**Work request:** Under this line are the records; write out word for word the part that begins at the line containing "ColumnDef::new(FoodPartners::CreatedAt)" and ends at the line containing "pub mod db;", and no more.

• • • • • • •

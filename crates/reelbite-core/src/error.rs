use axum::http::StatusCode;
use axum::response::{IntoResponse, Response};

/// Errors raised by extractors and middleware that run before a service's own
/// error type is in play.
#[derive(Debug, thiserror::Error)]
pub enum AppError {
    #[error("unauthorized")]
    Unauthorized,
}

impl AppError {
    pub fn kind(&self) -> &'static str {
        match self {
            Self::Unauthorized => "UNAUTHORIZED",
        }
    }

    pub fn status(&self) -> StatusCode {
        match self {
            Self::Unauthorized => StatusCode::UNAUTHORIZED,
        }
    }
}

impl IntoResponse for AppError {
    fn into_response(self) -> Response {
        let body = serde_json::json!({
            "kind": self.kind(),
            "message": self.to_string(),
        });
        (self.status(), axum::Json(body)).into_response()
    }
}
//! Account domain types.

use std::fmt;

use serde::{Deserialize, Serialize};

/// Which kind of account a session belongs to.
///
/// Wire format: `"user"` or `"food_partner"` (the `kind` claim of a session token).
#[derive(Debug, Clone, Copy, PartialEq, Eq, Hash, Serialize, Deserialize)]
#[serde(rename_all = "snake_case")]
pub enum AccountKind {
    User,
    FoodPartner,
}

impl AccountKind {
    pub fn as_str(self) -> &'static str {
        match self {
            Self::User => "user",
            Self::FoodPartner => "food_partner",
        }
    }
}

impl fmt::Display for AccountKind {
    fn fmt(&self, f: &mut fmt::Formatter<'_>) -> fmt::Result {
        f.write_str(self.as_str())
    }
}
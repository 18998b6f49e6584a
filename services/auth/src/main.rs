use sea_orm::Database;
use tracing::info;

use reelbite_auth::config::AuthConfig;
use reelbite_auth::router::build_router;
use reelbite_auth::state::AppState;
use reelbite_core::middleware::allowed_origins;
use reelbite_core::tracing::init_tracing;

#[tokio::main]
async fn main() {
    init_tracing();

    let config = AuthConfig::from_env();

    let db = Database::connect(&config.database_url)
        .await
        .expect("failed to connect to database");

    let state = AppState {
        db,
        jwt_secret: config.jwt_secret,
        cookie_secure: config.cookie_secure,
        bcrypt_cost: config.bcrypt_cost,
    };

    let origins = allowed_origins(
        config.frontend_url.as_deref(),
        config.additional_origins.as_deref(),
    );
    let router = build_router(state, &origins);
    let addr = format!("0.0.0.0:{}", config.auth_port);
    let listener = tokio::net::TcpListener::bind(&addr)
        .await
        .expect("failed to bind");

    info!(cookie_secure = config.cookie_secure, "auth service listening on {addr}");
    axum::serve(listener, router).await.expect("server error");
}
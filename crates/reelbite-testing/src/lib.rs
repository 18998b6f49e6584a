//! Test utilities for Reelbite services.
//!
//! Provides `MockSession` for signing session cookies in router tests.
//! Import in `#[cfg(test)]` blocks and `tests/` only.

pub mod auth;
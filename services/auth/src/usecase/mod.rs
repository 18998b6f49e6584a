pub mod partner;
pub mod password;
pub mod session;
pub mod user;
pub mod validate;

• • • • • • •

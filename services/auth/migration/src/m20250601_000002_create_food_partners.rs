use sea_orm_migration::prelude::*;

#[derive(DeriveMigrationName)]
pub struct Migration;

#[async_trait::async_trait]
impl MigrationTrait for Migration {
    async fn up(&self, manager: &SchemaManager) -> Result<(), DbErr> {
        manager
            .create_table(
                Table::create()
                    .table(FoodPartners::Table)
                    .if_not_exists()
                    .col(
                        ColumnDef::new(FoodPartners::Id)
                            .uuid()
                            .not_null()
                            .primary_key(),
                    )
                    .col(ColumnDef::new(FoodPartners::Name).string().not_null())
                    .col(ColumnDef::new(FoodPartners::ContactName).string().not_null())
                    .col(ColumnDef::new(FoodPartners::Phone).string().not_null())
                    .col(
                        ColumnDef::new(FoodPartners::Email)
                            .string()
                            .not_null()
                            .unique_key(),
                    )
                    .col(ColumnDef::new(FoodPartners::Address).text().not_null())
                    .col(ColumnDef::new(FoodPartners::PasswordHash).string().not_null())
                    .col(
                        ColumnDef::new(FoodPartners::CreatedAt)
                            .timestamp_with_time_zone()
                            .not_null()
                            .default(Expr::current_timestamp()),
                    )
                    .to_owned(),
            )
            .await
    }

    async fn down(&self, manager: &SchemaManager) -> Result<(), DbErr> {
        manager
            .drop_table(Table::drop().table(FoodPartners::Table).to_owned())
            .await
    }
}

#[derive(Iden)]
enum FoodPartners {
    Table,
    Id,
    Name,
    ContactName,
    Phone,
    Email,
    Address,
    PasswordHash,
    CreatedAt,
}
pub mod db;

• • • • • • •

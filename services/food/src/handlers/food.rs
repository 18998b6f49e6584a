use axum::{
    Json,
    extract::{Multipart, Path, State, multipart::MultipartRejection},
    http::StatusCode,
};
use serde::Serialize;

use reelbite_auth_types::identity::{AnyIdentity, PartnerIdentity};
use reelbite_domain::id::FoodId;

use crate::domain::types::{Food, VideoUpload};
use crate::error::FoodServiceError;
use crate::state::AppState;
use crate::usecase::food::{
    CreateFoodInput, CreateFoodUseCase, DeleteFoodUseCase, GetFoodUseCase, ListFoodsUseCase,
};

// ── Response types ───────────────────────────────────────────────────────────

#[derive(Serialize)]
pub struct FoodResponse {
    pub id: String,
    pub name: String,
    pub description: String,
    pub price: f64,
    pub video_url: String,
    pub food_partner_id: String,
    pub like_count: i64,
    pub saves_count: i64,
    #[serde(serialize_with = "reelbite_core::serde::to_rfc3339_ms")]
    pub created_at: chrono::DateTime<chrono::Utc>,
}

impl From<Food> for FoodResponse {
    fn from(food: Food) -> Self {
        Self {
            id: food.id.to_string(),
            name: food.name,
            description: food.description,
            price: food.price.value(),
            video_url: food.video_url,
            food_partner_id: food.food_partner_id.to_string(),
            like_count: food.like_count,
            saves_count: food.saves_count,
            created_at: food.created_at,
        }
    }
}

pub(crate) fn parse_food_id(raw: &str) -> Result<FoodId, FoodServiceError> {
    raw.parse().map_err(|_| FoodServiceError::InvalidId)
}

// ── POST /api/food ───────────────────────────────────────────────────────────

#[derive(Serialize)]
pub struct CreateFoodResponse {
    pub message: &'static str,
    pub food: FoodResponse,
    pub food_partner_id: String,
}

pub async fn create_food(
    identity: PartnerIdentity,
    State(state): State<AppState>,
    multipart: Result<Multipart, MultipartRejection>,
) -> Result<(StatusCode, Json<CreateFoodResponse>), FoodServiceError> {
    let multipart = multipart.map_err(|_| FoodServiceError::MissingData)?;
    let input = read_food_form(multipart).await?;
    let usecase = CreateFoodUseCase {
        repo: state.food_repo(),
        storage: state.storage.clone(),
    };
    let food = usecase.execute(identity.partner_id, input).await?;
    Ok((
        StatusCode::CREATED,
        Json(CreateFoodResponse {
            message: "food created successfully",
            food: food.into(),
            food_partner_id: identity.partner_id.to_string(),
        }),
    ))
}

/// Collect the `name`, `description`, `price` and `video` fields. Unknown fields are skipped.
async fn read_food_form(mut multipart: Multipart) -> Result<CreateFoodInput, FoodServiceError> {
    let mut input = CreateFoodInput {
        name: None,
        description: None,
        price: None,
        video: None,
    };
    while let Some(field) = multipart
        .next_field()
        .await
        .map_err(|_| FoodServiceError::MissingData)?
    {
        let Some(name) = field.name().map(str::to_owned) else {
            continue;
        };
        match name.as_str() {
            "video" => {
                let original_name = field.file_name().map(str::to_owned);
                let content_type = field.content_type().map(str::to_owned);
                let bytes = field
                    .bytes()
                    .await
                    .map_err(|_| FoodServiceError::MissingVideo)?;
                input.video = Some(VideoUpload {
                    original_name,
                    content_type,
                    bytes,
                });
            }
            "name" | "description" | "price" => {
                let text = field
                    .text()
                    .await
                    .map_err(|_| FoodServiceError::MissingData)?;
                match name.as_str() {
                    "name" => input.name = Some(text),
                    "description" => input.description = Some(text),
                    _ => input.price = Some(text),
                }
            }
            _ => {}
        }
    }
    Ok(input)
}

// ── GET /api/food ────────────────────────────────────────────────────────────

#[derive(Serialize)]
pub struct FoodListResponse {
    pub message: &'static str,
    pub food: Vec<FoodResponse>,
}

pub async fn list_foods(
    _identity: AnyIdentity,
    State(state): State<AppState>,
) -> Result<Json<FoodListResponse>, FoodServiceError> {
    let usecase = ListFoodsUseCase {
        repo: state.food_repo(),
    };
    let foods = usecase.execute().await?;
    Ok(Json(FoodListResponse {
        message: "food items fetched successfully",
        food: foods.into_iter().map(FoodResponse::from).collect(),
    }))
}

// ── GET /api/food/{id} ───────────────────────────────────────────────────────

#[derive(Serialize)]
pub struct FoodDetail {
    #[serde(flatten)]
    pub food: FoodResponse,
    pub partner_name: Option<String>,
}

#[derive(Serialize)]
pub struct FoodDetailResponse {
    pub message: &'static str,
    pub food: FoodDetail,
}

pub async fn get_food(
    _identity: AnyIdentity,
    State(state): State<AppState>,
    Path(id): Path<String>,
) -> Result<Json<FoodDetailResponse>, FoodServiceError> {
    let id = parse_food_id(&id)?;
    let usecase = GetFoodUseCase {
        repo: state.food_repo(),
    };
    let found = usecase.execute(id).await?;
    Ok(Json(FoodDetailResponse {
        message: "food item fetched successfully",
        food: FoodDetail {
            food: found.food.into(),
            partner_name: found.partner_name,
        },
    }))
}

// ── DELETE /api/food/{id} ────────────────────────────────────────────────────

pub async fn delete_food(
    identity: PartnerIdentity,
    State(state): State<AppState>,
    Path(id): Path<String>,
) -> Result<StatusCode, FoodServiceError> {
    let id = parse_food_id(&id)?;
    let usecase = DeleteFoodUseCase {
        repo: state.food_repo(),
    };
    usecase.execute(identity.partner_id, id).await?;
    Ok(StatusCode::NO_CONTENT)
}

• • • • • • •

**Answer space:**
                        ColumnDef::new(FoodPartners::CreatedAt)
                            .timestamp_with_time_zone()
                            .not_null()
                            .default(Expr::current_timestamp()),
                    )
                    .to_owned(),
            )
            .await
    }

    async fn down(&self, manager: &SchemaManager) -> Result<(), DbErr> {
        manager
            .drop_table(Table::drop().table(FoodPartners::Table).to_owned())
            .await
    }
}

#[derive(Iden)]
enum FoodPartners {
    Table,
    Id,
    Name,
    ContactName,
    Phone,
    Email,
    Address,
    PasswordHash,
    CreatedAt,
}
pub mod db;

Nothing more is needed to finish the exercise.